When they proved they couldn’t stop it, Malzahn kept going to the well.
Call it the “If it ain’t broke, don’t fix it” approach to play calling.
“If you're able to be successful, you keep doing it,” Malzahn said. “Football is not a complicated game. A lot of people make it complicated, but you do what you're good at. Right now, we're good at running the football.”
In a society that strives for balance, many refuse to believe this one-dimensional style can continue to produce positive results for the Tigers. And that may be true. But what many seem to have forgotten is that Auburn can pass the ball, if need be.
Recall the Mississippi State game referenced earlier? The one occasion the Tigers’ ground game was stopped in its tracks doubled as the contest that saw Auburn’s aerial attack get untracked, as Nick Marshall threw for 339 yards and two touchdowns.

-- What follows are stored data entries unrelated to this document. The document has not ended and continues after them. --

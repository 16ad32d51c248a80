use std::fs::File;
use std::io;
use std::path::Path;

/// EXDEV / ERROR_NOT_SAME_DEVICE. std has no stable ErrorKind for it.
pub(super) fn is_cross_device(e: &io::Error) -> bool {
    match e.raw_os_error() {
        #[cfg(unix)]
        Some(code) => code == libc::EXDEV,
        #[cfg(windows)]
        Some(code) => code == 17,
        #[cfg(not(any(unix, windows)))]
        Some(_) => false,
        None => false,
    }
}

/// The filesystem (or policy) refuses hard links: degrade to copy.
pub(super) fn is_link_unsupported(e: &io::Error) -> bool {
    if e.kind() == io::ErrorKind::Unsupported {
        return true;
    }
    match e.raw_os_error() {
        #[cfg(unix)]
        Some(code) => {
            code == libc::EPERM
                || code == libc::EOPNOTSUPP
                || code == libc::ENOTSUP
                || code == libc::EMLINK
        }
        // ERROR_INVALID_FUNCTION / ERROR_NOT_SUPPORTED (FAT, network shares)
        #[cfg(windows)]
        Some(code) => code == 1 || code == 50,
        #[cfg(not(any(unix, windows)))]
        Some(_) => false,
        None => false,
    }
}

#[cfg(unix)]
pub(super) fn fsync_dir(dir: &Path) -> io::Result<()> {
    File::open(dir)?.sync_all()
}

#[cfg(not(unix))]
pub(super) fn fsync_dir(_dir: &Path) -> io::Result<()> {
    Ok(())
}
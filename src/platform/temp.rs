//! Unique sibling names for atomic writes.
use std::path::{Path, PathBuf};
use std::sync::atomic::{AtomicU64, Ordering};
use std::time::{SystemTime, UNIX_EPOCH};

static COUNTER: AtomicU64 = AtomicU64::new(0);

/// Hidden temp sibling: .tidy_move.<tag>.tmp.<pid>.<nanos>.<seq>
pub fn tmp_sibling_name(target: &Path, tag: &str) -> PathBuf {
    let pid = std::process::id();
    let nanos = SystemTime::now()
        .duration_since(UNIX_EPOCH)
        .map(|d| d.as_nanos())
        .unwrap_or(0);
    let seq = COUNTER.fetch_add(1, Ordering::Relaxed);
    let name = format!(".tidy_move.{tag}.tmp.{pid}.{nanos}.{seq}");
    target.parent().unwrap_or_else(|| Path::new(".")).join(name)
}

Oh, and it can't be forgotten that game included the first signature moment of the the quarterback's Auburn career: the go-ahead, 88-yard scoring drive, which saw Marshall go 6-for-8 for 66 yards and connect with tight end C.J. Uzomah on an 11-yard touchdown pass with 10 seconds remaining to give the Tigers a 24-20 victory.
Or how about another game this season that saw Auburn pass effectively — the one that lifted Auburn to a road victory over Johnny Manziel and Texas A&M? Marshall threw for 236 yards and two touchdowns with no interceptions.
And this team can’t pass?
On yet another front, Richt was perplexed at the prevailing notion of outsiders. The only reason the Tigers aren’t throwing it is because they haven’t had to recently, plain and simple.
“I think they'll go into this game like a lot of the other games — they'll have a plan to do both,” Richt said, “and if the team just cannot slow them down running the ball and they keep moving them chains and scoring points, I don't think they're necessarily going to throw it too much if they don't have to.”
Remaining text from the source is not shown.